[Dataset entries]

== Segment start ==

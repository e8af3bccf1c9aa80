//! Alert decision engine.
//!
//! Combines current conditions with the forecast daily high and produces the
//! reminders worth emailing. Pure: no I/O, no clock.

use serde::{Deserialize, Serialize};
use umbrella_core::AlertConfig;

use crate::forecast::DailyHigh;
use crate::types::{WeatherError, WeatherSnapshot};

pub const UMBRELLA_ALERT: &str = "🌧️ Bring an umbrella! Rain is expected.";
pub const SUNSCREEN_ALERT: &str = "☀️ High temperature expected. Don't forget sunscreen!";
pub const UMBRELLA_AND_SUNSCREEN_ALERT: &str =
    "☀️🌧️ High temperature and rain expected. Bring umbrella AND sunscreen!";

/// Everything the notifier needs to tell one subscriber about today.
#[derive(Debug, Clone, PartialEq, Serialize, Deserialize)]
pub struct AlertAnalysis {
    pub location_label: String,
    pub current_temperature_f: f64,
    pub daily_high_f: f64,
    /// The daily high is the stand-in value, not a forecast reading
    pub daily_high_is_fallback: bool,
    pub condition_main: String,
    pub condition_description: String,
    /// Rain-derived reminder first, then heat. Empty means nothing to send.
    pub alerts: Vec<String>,
}

/// Case-insensitive keyword match against the condition description.
pub fn is_rainy(description: &str, rules: &AlertConfig) -> bool {
    let description = description.to_lowercase();
    rules
        .rain_keywords
        .iter()
        .any(|keyword| description.contains(&keyword.to_lowercase()))
}

pub fn is_hot(daily_high_f: f64, rules: &AlertConfig) -> bool {
    daily_high_f > rules.heat_threshold_f
}

/// Decide which reminders apply today.
///
/// Heat is judged on the daily high only; the current reading is reported but
/// does not trigger anything.
///
/// # Errors
/// `MalformedWeatherData` when the snapshot lacks a temperature or description.
pub fn analyze(
    snapshot: &WeatherSnapshot,
    daily_high: DailyHigh,
    location_label: &str,
    rules: &AlertConfig,
) -> Result<AlertAnalysis, WeatherError> {
    let current_temperature_f = snapshot.temperature_f()?;
    let condition_description = snapshot.description()?.to_lowercase();
    let condition_main = snapshot
        .condition_main
        .as_deref()
        .unwrap_or_default()
        .to_lowercase();

    let daily_high_f = daily_high.fahrenheit();
    let rainy = is_rainy(&condition_description, rules);
    let hot = is_hot(daily_high_f, rules);

    let alerts = match (rainy, hot) {
        (true, true) => vec![UMBRELLA_AND_SUNSCREEN_ALERT.to_string()],
        (true, false) => vec![UMBRELLA_ALERT.to_string()],
        (false, true) => vec![SUNSCREEN_ALERT.to_string()],
        (false, false) => Vec::new(),
    };

    Ok(AlertAnalysis {
        location_label: location_label.to_string(),
        current_temperature_f,
        daily_high_f,
        daily_high_is_fallback: daily_high.is_fallback(),
        condition_main,
        condition_description,
        alerts,
    })
}

pub fn should_notify(analysis: &AlertAnalysis) -> bool {
    !analysis.alerts.is_empty()
}

#[cfg(test)]
mod tests {
    use super::*;

    fn snapshot(temp: f64, description: &str) -> WeatherSnapshot {
        WeatherSnapshot {
            location_name: Some("Nashville".into()),
            current_temperature_f: Some(temp),
            condition_main: Some("Clouds".into()),
            condition_description: Some(description.into()),
            utc_offset_seconds: Some(-18000),
        }
    }

    fn run(description: &str, high: f64) -> AlertAnalysis {
        analyze(
            &snapshot(70.0, description),
            DailyHigh::Forecast(high),
            "Nashville, US",
            &AlertConfig::default(),
        )
        .unwrap()
    }

    #[test]
    fn test_rain_and_heat_combined() {
        assert_eq!(run("moderate rain", 85.0).alerts, vec![UMBRELLA_AND_SUNSCREEN_ALERT]);
    }

    #[test]
    fn test_rain_only() {
        assert_eq!(run("moderate rain", 70.0).alerts, vec![UMBRELLA_ALERT]);
    }

    #[test]
    fn test_heat_only() {
        assert_eq!(run("clear sky", 85.0).alerts, vec![SUNSCREEN_ALERT]);
    }

    #[test]
    fn test_neither() {
        let analysis = run("clear sky", 70.0);
        assert!(analysis.alerts.is_empty());
        assert!(!should_notify(&analysis));
    }

    #[test]
    fn test_threshold_is_exclusive() {
        assert!(run("clear sky", 80.0).alerts.is_empty());
        assert_eq!(run("clear sky", 80.1).alerts, vec![SUNSCREEN_ALERT]);
    }

    #[test]
    fn test_keywords() {
        for description in [
            "light rain",
            "drizzle",
            "thunderstorm with heavy rain",
            "light snow",
            "sleet",
            "shower rain",
            "Heavy Intensity RAIN",
        ] {
            assert_eq!(run(description, 60.0).alerts, vec![UMBRELLA_ALERT], "{}", description);
        }
        for description in ["clear sky", "few clouds", "mist", "haze"] {
            assert!(run(description, 60.0).alerts.is_empty(), "{}", description);
        }
    }

    #[test]
    fn test_custom_keywords_and_threshold() {
        let rules = AlertConfig {
            heat_threshold_f: 90.0,
            rain_keywords: vec!["Mist".to_string()],
        };
        let analysis =
            analyze(&snapshot(70.0, "mist"), DailyHigh::Forecast(85.0), "Here", &rules).unwrap();
        assert_eq!(analysis.alerts, vec![UMBRELLA_ALERT]);

        let analysis =
            analyze(&snapshot(70.0, "light rain"), DailyHigh::Forecast(95.0), "Here", &rules)
                .unwrap();
        assert_eq!(analysis.alerts, vec![SUNSCREEN_ALERT]);
    }

    #[test]
    fn test_current_temperature_does_not_trigger_heat() {
        let analysis = analyze(
            &snapshot(99.0, "clear sky"),
            DailyHigh::Forecast(70.0),
            "Phoenix, US",
            &AlertConfig::default(),
        )
        .unwrap();
        assert!(analysis.alerts.is_empty());
        assert_eq!(analysis.current_temperature_f, 99.0);
        assert_eq!(analysis.daily_high_f, 70.0);
    }

    #[test]
    fn test_fallback_high_is_flagged() {
        let analysis = analyze(
            &snapshot(60.0, "clear sky"),
            DailyHigh::Fallback,
            "Somewhere, US",
            &AlertConfig::default(),
        )
        .unwrap();
        assert_eq!(analysis.daily_high_f, 75.0);
        assert!(analysis.daily_high_is_fallback);
        assert!(analysis.alerts.is_empty());
    }

    #[test]
    fn test_light_rain_scenario() {
        let analysis = analyze(
            &snapshot(72.0, "light rain"),
            DailyHigh::Forecast(72.0),
            "Nashville, US",
            &AlertConfig::default(),
        )
        .unwrap();
        assert_eq!(analysis.alerts, vec!["🌧️ Bring an umbrella! Rain is expected."]);
        assert!(should_notify(&analysis));
        assert_eq!(analysis.location_label, "Nashville, US");
        assert_eq!(analysis.condition_main, "clouds");
    }

    #[test]
    fn test_clear_and_hot_scenario() {
        let analysis = analyze(
            &snapshot(90.0, "clear sky"),
            DailyHigh::Forecast(90.0),
            "Phoenix, US",
            &AlertConfig::default(),
        )
        .unwrap();
        assert_eq!(
            analysis.alerts,
            vec!["☀️ High temperature expected. Don't forget sunscreen!"]
        );
    }

    #[test]
    fn test_should_notify_matches_alerts() {
        let descriptions = ["light rain", "clear sky", "snow", "overcast clouds"];
        let highs = [40.0, 75.0, 80.0, 81.0, 105.0];
        for description in descriptions {
            for high in highs {
                let analysis = run(description, high);
                assert_eq!(should_notify(&analysis), !analysis.alerts.is_empty());
            }
        }
    }

    #[test]
    fn test_missing_temperature_is_malformed() {
        let mut s = snapshot(70.0, "rain");
        s.current_temperature_f = None;
        let err = analyze(&s, DailyHigh::Fallback, "X", &AlertConfig::default()).unwrap_err();
        assert!(matches!(err, WeatherError::MalformedWeatherData(_)));
    }

    #[test]
    fn test_missing_description_is_malformed() {
        let mut s = snapshot(70.0, "rain");
        s.condition_description = None;
        let err = analyze(&s, DailyHigh::Fallback, "X", &AlertConfig::default()).unwrap_err();
        assert!(matches!(err, WeatherError::MalformedWeatherData(_)));
    }
}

== Segment end ==

• _ABOUT THIS EXERCISE_: Please write out, exactly as they appear above, only the lines in the stretch from the line with "pub const UMBRELLA_AND_SUNSCREEN_ALERT: &str" through the line with "-> Result<AlertAnalysis, WeatherError>".

• _OUTPUT FOR THIS TASK_:
pub const UMBRELLA_AND_SUNSCREEN_ALERT: &str =
    "☀️🌧️ High temperature and rain expected. Bring umbrella AND sunscreen!";

/// Everything the notifier needs to tell one subscriber about today.
#[derive(Debug, Clone, PartialEq, Serialize, Deserialize)]
pub struct AlertAnalysis {
    pub location_label: String,
    pub current_temperature_f: f64,
    pub daily_high_f: f64,
    /// The daily high is the stand-in value, not a forecast reading
    pub daily_high_is_fallback: bool,
    pub condition_main: String,
    pub condition_description: String,
    /// Rain-derived reminder first, then heat. Empty means nothing to send.
    pub alerts: Vec<String>,
}

/// Case-insensitive keyword match against the condition description.
pub fn is_rainy(description: &str, rules: &AlertConfig) -> bool {
    let description = description.to_lowercase();
    rules
        .rain_keywords
        .iter()
        .any(|keyword| description.contains(&keyword.to_lowercase()))
}

pub fn is_hot(daily_high_f: f64, rules: &AlertConfig) -> bool {
    daily_high_f > rules.heat_threshold_f
}

/// Decide which reminders apply today.
///
/// Heat is judged on the daily high only; the current reading is reported but
/// does not trigger anything.
///
/// # Errors
/// `MalformedWeatherData` when the snapshot lacks a temperature or description.
pub fn analyze(
    snapshot: &WeatherSnapshot,
    daily_high: DailyHigh,
    location_label: &str,
    rules: &AlertConfig,
) -> Result<AlertAnalysis, WeatherError> {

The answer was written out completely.